::: Provided data

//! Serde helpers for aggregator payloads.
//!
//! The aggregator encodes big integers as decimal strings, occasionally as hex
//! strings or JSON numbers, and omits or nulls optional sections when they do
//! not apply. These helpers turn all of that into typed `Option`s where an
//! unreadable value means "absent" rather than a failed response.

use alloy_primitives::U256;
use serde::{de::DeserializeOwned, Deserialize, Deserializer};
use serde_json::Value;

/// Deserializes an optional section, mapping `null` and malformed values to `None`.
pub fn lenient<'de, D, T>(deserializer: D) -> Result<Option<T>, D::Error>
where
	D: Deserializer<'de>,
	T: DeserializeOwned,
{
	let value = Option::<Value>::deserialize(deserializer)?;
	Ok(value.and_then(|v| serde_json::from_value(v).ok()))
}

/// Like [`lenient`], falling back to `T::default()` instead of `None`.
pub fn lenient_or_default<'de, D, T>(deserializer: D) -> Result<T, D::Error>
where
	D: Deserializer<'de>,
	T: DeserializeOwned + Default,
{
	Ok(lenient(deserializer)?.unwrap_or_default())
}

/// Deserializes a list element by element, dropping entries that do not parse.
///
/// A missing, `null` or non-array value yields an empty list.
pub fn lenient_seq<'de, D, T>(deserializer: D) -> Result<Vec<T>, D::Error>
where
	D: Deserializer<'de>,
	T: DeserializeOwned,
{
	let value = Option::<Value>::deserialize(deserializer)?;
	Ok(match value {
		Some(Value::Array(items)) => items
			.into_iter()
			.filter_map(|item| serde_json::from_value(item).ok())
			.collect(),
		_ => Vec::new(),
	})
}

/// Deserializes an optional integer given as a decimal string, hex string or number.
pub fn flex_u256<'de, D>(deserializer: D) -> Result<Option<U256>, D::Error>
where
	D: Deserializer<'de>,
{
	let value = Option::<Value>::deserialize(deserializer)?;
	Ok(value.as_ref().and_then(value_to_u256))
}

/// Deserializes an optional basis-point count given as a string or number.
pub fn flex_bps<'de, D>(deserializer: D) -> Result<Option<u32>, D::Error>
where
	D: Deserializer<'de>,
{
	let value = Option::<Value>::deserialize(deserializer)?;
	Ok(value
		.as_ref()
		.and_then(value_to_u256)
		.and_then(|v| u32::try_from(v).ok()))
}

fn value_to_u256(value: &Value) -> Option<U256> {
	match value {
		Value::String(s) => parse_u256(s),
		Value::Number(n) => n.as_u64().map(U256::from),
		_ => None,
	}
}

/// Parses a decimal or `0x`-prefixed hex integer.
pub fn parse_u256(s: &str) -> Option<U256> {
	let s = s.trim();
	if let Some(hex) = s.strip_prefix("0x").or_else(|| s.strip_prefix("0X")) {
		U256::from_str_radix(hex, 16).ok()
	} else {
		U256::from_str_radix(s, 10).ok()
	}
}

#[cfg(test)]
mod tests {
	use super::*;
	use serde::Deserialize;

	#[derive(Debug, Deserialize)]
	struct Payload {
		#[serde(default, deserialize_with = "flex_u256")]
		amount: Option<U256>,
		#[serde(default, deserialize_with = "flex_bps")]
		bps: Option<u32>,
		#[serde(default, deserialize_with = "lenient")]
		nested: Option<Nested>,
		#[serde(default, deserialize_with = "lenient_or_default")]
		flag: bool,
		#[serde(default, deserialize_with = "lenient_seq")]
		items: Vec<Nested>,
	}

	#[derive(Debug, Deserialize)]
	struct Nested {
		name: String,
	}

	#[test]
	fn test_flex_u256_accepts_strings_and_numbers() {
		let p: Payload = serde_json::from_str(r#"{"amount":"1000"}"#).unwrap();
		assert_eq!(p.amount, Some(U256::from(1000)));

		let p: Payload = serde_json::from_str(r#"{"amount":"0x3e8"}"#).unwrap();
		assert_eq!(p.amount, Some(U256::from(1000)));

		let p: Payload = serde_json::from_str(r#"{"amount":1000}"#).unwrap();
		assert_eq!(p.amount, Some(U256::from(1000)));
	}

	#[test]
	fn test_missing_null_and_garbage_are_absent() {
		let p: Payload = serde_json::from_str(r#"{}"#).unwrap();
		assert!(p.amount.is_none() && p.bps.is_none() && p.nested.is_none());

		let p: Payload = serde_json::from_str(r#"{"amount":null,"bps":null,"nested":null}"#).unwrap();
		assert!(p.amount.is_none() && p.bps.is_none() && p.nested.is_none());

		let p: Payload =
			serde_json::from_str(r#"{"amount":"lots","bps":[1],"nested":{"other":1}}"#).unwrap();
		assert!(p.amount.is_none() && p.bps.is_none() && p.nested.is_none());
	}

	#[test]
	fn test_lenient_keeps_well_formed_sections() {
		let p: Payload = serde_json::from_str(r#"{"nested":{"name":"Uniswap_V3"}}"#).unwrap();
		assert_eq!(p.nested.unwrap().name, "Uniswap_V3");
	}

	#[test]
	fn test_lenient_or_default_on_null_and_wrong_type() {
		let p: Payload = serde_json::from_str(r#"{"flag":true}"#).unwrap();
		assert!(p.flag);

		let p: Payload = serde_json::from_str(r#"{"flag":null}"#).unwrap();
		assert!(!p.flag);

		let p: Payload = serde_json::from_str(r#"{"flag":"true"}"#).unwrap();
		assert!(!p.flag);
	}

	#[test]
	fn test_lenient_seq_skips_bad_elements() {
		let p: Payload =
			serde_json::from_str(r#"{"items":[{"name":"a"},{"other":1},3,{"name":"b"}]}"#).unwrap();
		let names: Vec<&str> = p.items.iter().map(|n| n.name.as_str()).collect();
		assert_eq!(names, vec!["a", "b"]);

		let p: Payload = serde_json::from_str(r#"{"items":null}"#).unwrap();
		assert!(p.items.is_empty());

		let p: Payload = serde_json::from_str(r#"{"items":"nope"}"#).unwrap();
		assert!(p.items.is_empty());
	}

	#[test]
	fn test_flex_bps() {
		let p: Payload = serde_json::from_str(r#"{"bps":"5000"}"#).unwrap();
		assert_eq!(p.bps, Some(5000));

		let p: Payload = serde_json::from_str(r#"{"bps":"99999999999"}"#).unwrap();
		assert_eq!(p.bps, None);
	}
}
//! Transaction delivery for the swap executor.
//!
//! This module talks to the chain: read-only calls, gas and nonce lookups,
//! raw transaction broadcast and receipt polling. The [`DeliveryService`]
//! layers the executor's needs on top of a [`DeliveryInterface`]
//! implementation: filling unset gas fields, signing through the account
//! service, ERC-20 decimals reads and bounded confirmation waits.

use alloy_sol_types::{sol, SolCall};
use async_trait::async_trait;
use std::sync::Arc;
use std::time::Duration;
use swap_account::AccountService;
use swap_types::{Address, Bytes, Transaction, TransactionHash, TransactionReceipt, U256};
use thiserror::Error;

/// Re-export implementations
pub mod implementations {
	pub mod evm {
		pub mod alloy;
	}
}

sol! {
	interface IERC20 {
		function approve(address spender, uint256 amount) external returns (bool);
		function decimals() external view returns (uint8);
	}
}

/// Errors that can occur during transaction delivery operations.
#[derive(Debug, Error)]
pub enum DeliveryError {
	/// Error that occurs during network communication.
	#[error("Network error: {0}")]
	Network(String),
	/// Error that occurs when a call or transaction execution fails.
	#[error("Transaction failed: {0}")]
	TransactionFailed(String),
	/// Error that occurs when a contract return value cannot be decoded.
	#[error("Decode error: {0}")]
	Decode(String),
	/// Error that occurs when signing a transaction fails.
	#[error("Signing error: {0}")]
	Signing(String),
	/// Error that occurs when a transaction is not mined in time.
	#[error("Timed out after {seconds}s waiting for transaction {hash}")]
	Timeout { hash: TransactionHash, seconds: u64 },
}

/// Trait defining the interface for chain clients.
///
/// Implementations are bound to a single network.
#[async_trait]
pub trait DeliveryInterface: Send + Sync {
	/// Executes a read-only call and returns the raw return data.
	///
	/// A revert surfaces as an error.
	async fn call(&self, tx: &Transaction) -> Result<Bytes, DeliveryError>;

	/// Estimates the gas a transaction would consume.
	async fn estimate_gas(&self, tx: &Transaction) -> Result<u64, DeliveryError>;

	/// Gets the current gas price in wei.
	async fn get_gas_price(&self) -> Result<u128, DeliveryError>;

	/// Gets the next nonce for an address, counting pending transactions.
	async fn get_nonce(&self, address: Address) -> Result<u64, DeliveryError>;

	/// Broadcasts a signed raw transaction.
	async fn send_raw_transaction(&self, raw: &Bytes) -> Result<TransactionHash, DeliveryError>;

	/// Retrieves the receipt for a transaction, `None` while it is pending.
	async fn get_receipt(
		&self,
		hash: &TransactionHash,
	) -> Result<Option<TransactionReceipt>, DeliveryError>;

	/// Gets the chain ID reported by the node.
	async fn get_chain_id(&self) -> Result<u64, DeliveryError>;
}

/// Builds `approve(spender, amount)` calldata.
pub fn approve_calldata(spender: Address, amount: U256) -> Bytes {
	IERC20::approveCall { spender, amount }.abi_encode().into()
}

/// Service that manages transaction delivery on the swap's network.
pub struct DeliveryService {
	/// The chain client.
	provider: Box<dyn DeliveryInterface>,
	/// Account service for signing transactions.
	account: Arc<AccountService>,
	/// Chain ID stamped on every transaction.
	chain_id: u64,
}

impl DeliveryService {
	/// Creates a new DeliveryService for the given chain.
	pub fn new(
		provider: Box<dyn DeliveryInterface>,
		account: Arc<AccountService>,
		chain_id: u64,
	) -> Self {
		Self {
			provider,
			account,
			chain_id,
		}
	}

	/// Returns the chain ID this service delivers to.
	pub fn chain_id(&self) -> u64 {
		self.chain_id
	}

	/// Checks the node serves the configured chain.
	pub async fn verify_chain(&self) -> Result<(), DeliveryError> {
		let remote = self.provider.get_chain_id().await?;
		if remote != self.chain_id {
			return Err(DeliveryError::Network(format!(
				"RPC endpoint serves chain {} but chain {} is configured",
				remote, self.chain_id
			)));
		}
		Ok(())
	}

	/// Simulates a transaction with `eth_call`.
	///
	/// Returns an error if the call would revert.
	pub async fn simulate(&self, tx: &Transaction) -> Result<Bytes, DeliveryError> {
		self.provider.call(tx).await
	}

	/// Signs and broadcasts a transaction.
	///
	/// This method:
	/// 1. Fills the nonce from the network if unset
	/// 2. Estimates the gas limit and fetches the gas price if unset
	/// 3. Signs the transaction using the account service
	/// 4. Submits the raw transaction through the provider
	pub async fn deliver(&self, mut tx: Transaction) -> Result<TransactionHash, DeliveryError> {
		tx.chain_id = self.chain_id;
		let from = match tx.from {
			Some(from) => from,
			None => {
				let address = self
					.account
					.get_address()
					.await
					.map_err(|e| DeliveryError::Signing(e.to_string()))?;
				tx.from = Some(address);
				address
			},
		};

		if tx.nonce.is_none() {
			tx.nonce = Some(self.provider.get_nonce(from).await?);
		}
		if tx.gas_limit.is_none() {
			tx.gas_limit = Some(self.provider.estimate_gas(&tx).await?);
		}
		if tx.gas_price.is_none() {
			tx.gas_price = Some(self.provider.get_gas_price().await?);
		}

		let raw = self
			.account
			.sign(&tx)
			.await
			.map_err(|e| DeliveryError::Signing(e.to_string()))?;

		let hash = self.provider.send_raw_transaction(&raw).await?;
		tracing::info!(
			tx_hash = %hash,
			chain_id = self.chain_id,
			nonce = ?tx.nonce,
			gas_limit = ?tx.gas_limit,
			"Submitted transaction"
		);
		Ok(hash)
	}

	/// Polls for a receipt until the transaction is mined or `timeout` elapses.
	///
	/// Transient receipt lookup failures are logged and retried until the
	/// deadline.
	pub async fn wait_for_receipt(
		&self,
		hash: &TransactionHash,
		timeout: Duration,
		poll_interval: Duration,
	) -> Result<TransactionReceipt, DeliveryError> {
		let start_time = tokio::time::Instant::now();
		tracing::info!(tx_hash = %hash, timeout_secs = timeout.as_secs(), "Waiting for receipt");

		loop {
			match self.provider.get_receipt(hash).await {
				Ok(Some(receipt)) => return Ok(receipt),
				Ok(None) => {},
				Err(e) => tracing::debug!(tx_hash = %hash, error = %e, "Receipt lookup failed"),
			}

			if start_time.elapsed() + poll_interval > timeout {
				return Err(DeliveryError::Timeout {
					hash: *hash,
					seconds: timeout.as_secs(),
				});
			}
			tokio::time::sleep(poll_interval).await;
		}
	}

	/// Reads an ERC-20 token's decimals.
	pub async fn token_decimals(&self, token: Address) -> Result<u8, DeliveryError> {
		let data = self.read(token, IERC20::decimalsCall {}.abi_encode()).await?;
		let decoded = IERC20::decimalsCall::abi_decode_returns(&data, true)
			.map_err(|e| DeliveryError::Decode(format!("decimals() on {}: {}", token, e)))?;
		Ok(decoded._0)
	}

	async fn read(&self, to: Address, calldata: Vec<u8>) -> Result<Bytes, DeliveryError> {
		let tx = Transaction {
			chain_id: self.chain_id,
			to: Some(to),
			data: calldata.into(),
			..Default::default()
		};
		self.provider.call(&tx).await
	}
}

::::::

Word for word, restate the lines of the data above that fall between the line holding "mined in time." and the line holding "counting pending transactions.", inclusive, and no other lines.

	/// Error that occurs when a transaction is not mined in time.
	#[error("Timed out after {seconds}s waiting for transaction {hash}")]
	Timeout { hash: TransactionHash, seconds: u64 },
}

/// Trait defining the interface for chain clients.
///
/// Implementations are bound to a single network.
#[async_trait]
pub trait DeliveryInterface: Send + Sync {
	/// Executes a read-only call and returns the raw return data.
	///
	/// A revert surfaces as an error.
	async fn call(&self, tx: &Transaction) -> Result<Bytes, DeliveryError>;

	/// Estimates the gas a transaction would consume.
	async fn estimate_gas(&self, tx: &Transaction) -> Result<u64, DeliveryError>;

	/// Gets the current gas price in wei.
	async fn get_gas_price(&self) -> Result<u128, DeliveryError>;

	/// Gets the next nonce for an address, counting pending transactions.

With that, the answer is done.